Lin Xin suivit son regard et balaya la cour du regard, son attitude changeant du tout au tout. « Tu as dit que personne n'était venu dans cette cour depuis longtemps ? Donc ces herbes sont restées là tout ce temps ? »
« Oui, c'était à l'origine la cour de ma mère. Après son décès, plus personne n'y a mis les pieds. Une fois Qi Shi entrée dans la famille, la cour a été fermée. » répondit Mo Ziyuan.
« Cela······ » Lin Xin hésita, ne sachant comment aborder le sujet.
« Dis ce que tu as à dire.
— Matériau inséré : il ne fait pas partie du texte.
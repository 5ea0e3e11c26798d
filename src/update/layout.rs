//! Layout, navigation and store update handlers
//!
//! Everything that can change the visibility inputs from outside the shell:
//! the route, the persisted sidebar config, the window and the shell mode.

use tracing::debug;

use crate::commands::Cmd;
use crate::messages::{LayoutMsg, NavMsg, StoreMsg};
use crate::model::{Route, ShellMode, ShellModel, SidebarPatch};

use super::drawer::enforce_drawer_policy;
use super::slot::reconcile;

/// Update function for layout messages
pub fn update_layout(model: &mut ShellModel, msg: LayoutMsg) -> Option<Cmd> {
    match msg {
        LayoutMsg::WindowResized { width, height } => {
            model.window_size = (width, height);
            Some(Cmd::Redraw)
        }

        LayoutMsg::SetMode(mode) => {
            if model.mode == mode {
                return None;
            }
            model.mode = mode;

            let mut cmd = Some(Cmd::Redraw);
            if mode == ShellMode::Shell {
                // Handles disappear with the sidebars
                model.resize.clear();
                if model.listeners_attached {
                    model.listeners_attached = false;
                    cmd = Cmd::merge(cmd, Some(Cmd::DetachWindowListeners));
                }
            }
            enforce_drawer_policy(model);
            Cmd::merge(cmd, reconcile(model))
        }

        LayoutMsg::ToggleRightExpanded => {
            let expanded = !model.sidebar().right_expanded;
            model
                .store
                .set_sidebar_config(SidebarPatch::right_expanded(expanded));
            sidebar_changed(model)
        }
    }
}

/// Update function for navigation messages
pub fn update_nav(model: &mut ShellModel, msg: NavMsg) -> Option<Cmd> {
    match msg {
        NavMsg::LocationChanged(path) => {
            let route = Route::new(path);
            if route == model.route {
                return None;
            }
            debug!(target: "slot", from = %model.route.path(), to = %route.path(), "route changed");
            model.route = route;
            enforce_drawer_policy(model);
            reconcile(model)
        }
    }
}

/// Update function for store notifications
pub fn update_store(model: &mut ShellModel, msg: StoreMsg) -> Option<Cmd> {
    match msg {
        StoreMsg::SidebarChanged => sidebar_changed(model),
    }
}

fn sidebar_changed(model: &mut ShellModel) -> Option<Cmd> {
    enforce_drawer_policy(model);
    let reconciled = reconcile(model);
    if reconciled.is_none() && model.mounted {
        // Widths may have changed even when the slot did not
        return Some(Cmd::Redraw);
    }
    reconciled
}
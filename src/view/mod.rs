//! View-side helpers: what is visible and where it goes
//!
//! Nothing here draws. Renderers (a GPU frame, a webview, a test) read the
//! model through these pure functions and the slot phases.

pub mod geometry;
pub mod visibility;

pub use geometry::{Rect, ShellGeometry};
pub use visibility::Visibility;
Nous sommes déjà fiancés ; il n'y a plus rien que tu ne puisses savoir. »
Lin Xin roula des yeux en son for intérieur, puis demanda : « Comment est morte ta mère ? »
« Ma mère. » L'expression de Mo Ziyuan s'assombrit. Il essaya machinalement de donner un coup de pied dans l'herbe au sol, mais Lin Xin le retint et l'entraîna sur le côté. « Ce ne sont pas de simples mauvaises herbes. Tu ferais mieux de t'en éloigner. »
« Qu'est-ce que tu veux dire ? »
« Cette herbe s'appelle "Zi Wu Duo Hun". À minuit et à midi, elle libère une substance particulière. Si cette substance se mélange au sel, elle réagit, et une fois dans le corps, la personne s'affaiblit, se met à cracher le sang et meurt lentement. » expliqua Lin Xin.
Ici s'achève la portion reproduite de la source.